Exploring Along the Coast
We parked the car, let ourselves through a gate, and followed the narrow pathway to see where it would take us. The area felt very remote as other than a few goats and a dog we had not seen anyone else since we left Aradena Bridge.
The Path took us to Nikos Taverna along the sea. We were not hungry yet so we walked through the restaurant, and walked down to the shore. We walked along the shore and also past a guest house ending up on Likos Beach. The water was quite rough so we did not get in but nonetheless, we enjoyed being there.
We walked back the way we came and stopped at Nikos Taverna for a cold drink and to enjoy the beautiful day. Then it was back up the mountain from where we came. From our experiences, It seems that going up the mountains in Crete has been less stressful and this was again the case driving from Likos Beach back to Anopolis
By the time we returned to Anopoli we were starving and stopped at the first place we came across. Anopoli Taverna is a typical Greek taverna with a garden like patio area where we were seated. It was mid afternoon and there were just a few others dining at this time. Steve and I shared Soutzoukakia (Greek meatballs ) and also stuffed fried zucchini. For dessert we were given complimentary Portokalopita (Orange Pie) which is one of our favorites. Everything was wonderful. Before we left we bought a couple of jars of honey to take home with us.

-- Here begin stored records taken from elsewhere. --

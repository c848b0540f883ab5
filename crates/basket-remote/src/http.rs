//! Shared HTTP plumbing for the remote service clients.

use std::time::Duration;

use basket_core::error::RemoteError;
use reqwest::header::{ACCEPT, CONTENT_TYPE, HeaderMap, HeaderValue};
use reqwest::{Client, Response};
use serde::Deserialize;
use serde::de::DeserializeOwned;

/// Builds the client shared by every remote adapter. Every request carries
/// JSON `Accept` and `Content-Type` headers and is bounded by `timeout`.
///
/// # Errors
///
/// Returns `RemoteError::Transport` if the TLS backend cannot be initialised.
pub fn build_client(timeout: Duration) -> Result<Client, RemoteError> {
    let mut headers = HeaderMap::new();
    headers.insert(ACCEPT, HeaderValue::from_static("application/json"));
    headers.insert(CONTENT_TYPE, HeaderValue::from_static("application/json"));

    Client::builder()
        .default_headers(headers)
        .timeout(timeout)
        .build()
        .map_err(|err| RemoteError::Transport(err.to_string()))
}

/// Error body returned by the product and stock services.
#[derive(Debug, Deserialize)]
struct ErrorBag {
    code: Option<u32>,
    message: Option<String>,
}

pub(crate) fn join(base_url: &str, path: &str) -> String {
    format!("{}{path}", base_url.trim_end_matches('/'))
}

pub(crate) fn transport_error(err: &reqwest::Error) -> RemoteError {
    RemoteError::Transport(err.to_string())
}

/// Decodes a success body into `T`, or turns a non-success answer into
/// `RemoteError::Status` carrying whatever the error bag said.
pub(crate) async fn decode<T: DeserializeOwned>(response: Response) -> Result<T, RemoteError> {
    let status = response.status();
    let body = response.bytes().await.map_err(|err| transport_error(&err))?;

    if !status.is_success() {
        let bag = serde_json::from_slice::<ErrorBag>(&body).ok();
        let code = bag.as_ref().and_then(|b| b.code);
        let message = bag
            .and_then(|b| b.message)
            .unwrap_or_else(|| status.canonical_reason().unwrap_or("unknown status").to_owned());
        return Err(RemoteError::Status {
            status: status.as_u16(),
            code,
            message,
        });
    }

    serde_json::from_slice(&body).map_err(|err| RemoteError::Decode(err.to_string()))
}
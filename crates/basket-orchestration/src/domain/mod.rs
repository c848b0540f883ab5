//! Commands accepted by the orchestrator.

pub mod commands;
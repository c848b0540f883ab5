//! Query handlers for the basket context.

use basket_core::basket::{Basket, BasketId};
use basket_core::error::DomainError;
use basket_core::product::ProductClient;
use basket_core::repository::BasketRepository;
use tracing::{error, instrument, warn};

use crate::application::response::BasketView;

/// Retrieves a basket by id and decorates its lines with product metadata.
///
/// No ownership check is made on this path.
///
/// # Errors
///
/// Returns `DomainError::BasketNotFound` if no basket has this id.
/// Returns `DomainError::Processing` if the basket cannot be loaded or the
/// product lookup fails.
#[instrument(skip_all, fields(basket_id = %basket_id))]
pub async fn get_basket_by_id(
    basket_id: &BasketId,
    repo: &dyn BasketRepository,
    products: &dyn ProductClient,
) -> Result<BasketView, DomainError> {
    let basket = match repo.get_basket_by_id(basket_id).await {
        Ok(Some(basket)) => basket,
        Ok(None) => {
            warn!("could not find basket");
            return Err(DomainError::BasketNotFound(basket_id.clone()));
        }
        Err(err) => {
            error!(error = %err, "could not load basket");
            return Err(DomainError::Processing(format!(
                "could not load basket {basket_id}: {err}"
            )));
        }
    };

    resolve_basket_view(&basket, products).await
}

/// Resolves every product referenced by the basket in one batched call and
/// assembles the view. A basket without lines needs no lookup.
pub(crate) async fn resolve_basket_view(
    basket: &Basket,
    products: &dyn ProductClient,
) -> Result<BasketView, DomainError> {
    if basket.lines.is_empty() {
        return Ok(BasketView::new(basket, &[]));
    }

    let product_ids = basket.product_ids();
    let resolved = products.get_by_ids(&product_ids).await.map_err(|err| {
        error!(
            basket_id = %basket.id,
            products = product_ids.len(),
            error = %err,
            "could not get products from product service"
        );
        DomainError::Processing(format!(
            "could not resolve products of basket {}: {err}",
            basket.id
        ))
    })?;

    Ok(BasketView::new(basket, &resolved))
}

On our way out of town we stopped at Bakery Orfanoudakis. This traditional bakery was exactly what we were looking for. We were planning on hiking the next day and wanted to take a few treats. We decided upon a loaf of soft bread and also some cookies. Of course we also bought a couple of jars of honey to add to our take home bag.

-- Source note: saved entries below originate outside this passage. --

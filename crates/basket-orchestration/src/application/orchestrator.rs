//! The basket orchestrator: the handlers bundled with their collaborators.

use std::sync::Arc;

use basket_core::basket::BasketId;
use basket_core::clock::Clock;
use basket_core::error::DomainError;
use basket_core::id::IdGenerator;
use basket_core::product::ProductClient;
use basket_core::repository::BasketRepository;
use basket_core::stock::StockClient;

use crate::application::command_handlers::{
    ReservationPolicy, handle_add_bulk_product_to_basket, handle_add_product_to_basket,
    handle_create_basket,
};
use crate::application::query_handlers;
use crate::application::response::BasketView;
use crate::domain::commands::{AddBulkProductToBasket, AddProductToBasket, CreateBasket};

/// Entry point for the four basket use cases.
///
/// Holds no mutable state; collaborators are shared and safe to call from many
/// requests at once. Cloning is cheap.
#[derive(Clone)]
pub struct BasketOrchestrator {
    repository: Arc<dyn BasketRepository>,
    products: Arc<dyn ProductClient>,
    stock: Arc<dyn StockClient>,
    clock: Arc<dyn Clock>,
    ids: Arc<dyn IdGenerator>,
    reservation_policy: ReservationPolicy,
}

impl BasketOrchestrator {
    /// Create an orchestrator that leaves lines in place when a reservation
    /// fails.
    #[must_use]
    pub fn new(
        repository: Arc<dyn BasketRepository>,
        products: Arc<dyn ProductClient>,
        stock: Arc<dyn StockClient>,
        clock: Arc<dyn Clock>,
        ids: Arc<dyn IdGenerator>,
    ) -> Self {
        Self {
            repository,
            products,
            stock,
            clock,
            ids,
            reservation_policy: ReservationPolicy::default(),
        }
    }

    /// Replace the reservation failure policy.
    #[must_use]
    pub fn with_reservation_policy(mut self, policy: ReservationPolicy) -> Self {
        self.reservation_policy = policy;
        self
    }

    /// The active reservation failure policy.
    #[must_use]
    pub fn reservation_policy(&self) -> ReservationPolicy {
        self.reservation_policy
    }

    /// Creates an empty basket.
    ///
    /// # Errors
    ///
    /// See [`handle_create_basket`].
    pub async fn create_basket(&self, command: &CreateBasket) -> Result<BasketView, DomainError> {
        handle_create_basket(
            command,
            self.ids.as_ref(),
            self.clock.as_ref(),
            self.repository.as_ref(),
        )
        .await
    }

    /// Adds one product to a basket after checking stock, then reserves it.
    ///
    /// # Errors
    ///
    /// See [`handle_add_product_to_basket`].
    pub async fn add_product_to_basket(
        &self,
        command: &AddProductToBasket,
    ) -> Result<BasketView, DomainError> {
        handle_add_product_to_basket(
            command,
            self.reservation_policy,
            self.repository.as_ref(),
            self.products.as_ref(),
            self.stock.as_ref(),
        )
        .await
    }

    /// Returns the view of a basket.
    ///
    /// # Errors
    ///
    /// See [`query_handlers::get_basket_by_id`].
    pub async fn get_basket_by_id(&self, basket_id: &BasketId) -> Result<BasketView, DomainError> {
        query_handlers::get_basket_by_id(basket_id, self.repository.as_ref(), self.products.as_ref())
            .await
    }

    /// Appends several lines to a basket without stock checks.
    ///
    /// # Errors
    ///
    /// See [`handle_add_bulk_product_to_basket`].
    pub async fn add_bulk_product_to_basket(
        &self,
        command: &AddBulkProductToBasket,
    ) -> Result<BasketView, DomainError> {
        handle_add_bulk_product_to_basket(
            command,
            self.repository.as_ref(),
            self.products.as_ref(),
        )
        .await
    }
}
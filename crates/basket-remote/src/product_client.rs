//! HTTP adapter for the product service.

use async_trait::async_trait;
use basket_core::basket::ProductId;
use basket_core::error::RemoteError;
use basket_core::product::{Product, ProductClient};
use reqwest::Client;
use serde::{Deserialize, Serialize};
use tracing::{debug, instrument};

use crate::http::{decode, join, transport_error};

#[derive(Serialize)]
struct BulkRequest<'a> {
    ids: &'a [ProductId],
}

#[derive(Deserialize)]
struct BulkResponse {
    #[serde(default)]
    products: Vec<Product>,
}

/// `ProductClient` backed by the product service REST API.
#[derive(Debug, Clone)]
pub struct HttpProductClient {
    client: Client,
    base_url: String,
}

impl HttpProductClient {
    /// Creates a client talking to the product service at `base_url`.
    #[must_use]
    pub fn new(client: Client, base_url: impl Into<String>) -> Self {
        Self {
            client,
            base_url: base_url.into(),
        }
    }
}

#[async_trait]
impl ProductClient for HttpProductClient {
    #[instrument(skip_all, fields(product_id = %product_id))]
    async fn get_by_id(&self, product_id: &ProductId) -> Result<Product, RemoteError> {
        let url = join(&self.base_url, &format!("/api/v1/products/{product_id}"));
        let response = self
            .client
            .get(url)
            .send()
            .await
            .map_err(|err| transport_error(&err))?;
        decode(response).await
    }

    #[instrument(skip_all, fields(requested = product_ids.len()))]
    async fn get_by_ids(&self, product_ids: &[ProductId]) -> Result<Vec<Product>, RemoteError> {
        let url = join(&self.base_url, "/api/v1/products/bulk");
        let response = self
            .client
            .post(url)
            .json(&BulkRequest { ids: product_ids })
            .send()
            .await
            .map_err(|err| transport_error(&err))?;
        let body: BulkResponse = decode(response).await?;
        debug!(resolved = body.products.len(), "products resolved");
        Ok(body.products)
    }
}
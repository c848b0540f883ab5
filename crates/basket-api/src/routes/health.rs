//! Health check endpoint.

use axum::{Json, Router, routing::get};
use serde::Serialize;

use crate::state::AppState;

/// Health check response.
#[derive(Serialize)]
pub struct HealthResponse {
    /// Service status.
    pub status: String,
    /// Service version.
    pub version: String,
}

/// GET /health
async fn health_check() -> Json<HealthResponse> {
    Json(HealthResponse {
        status: "ok".to_owned(),
        version: env!("CARGO_PKG_VERSION").to_owned(),
    })
}

/// Returns the health check router.
pub fn router() -> Router<AppState> {
    Router::new().route("/health", get(health_check))
}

After driving down the curvy, twisty road we returned to our hotel and made it back in time to see the sunset along the coast. We enjoyed walking around the town and to the port. We called it an early night as we had plans for hiking in the morning.
Although we had no particular plans for this day, we enjoyed exploring more of Crete by seeing Anopolis and also Likos Beach. Anopoli is a great little village with friendly people, interesting history and great food. It was the first week of September, therefore the tourist crowd was pretty light.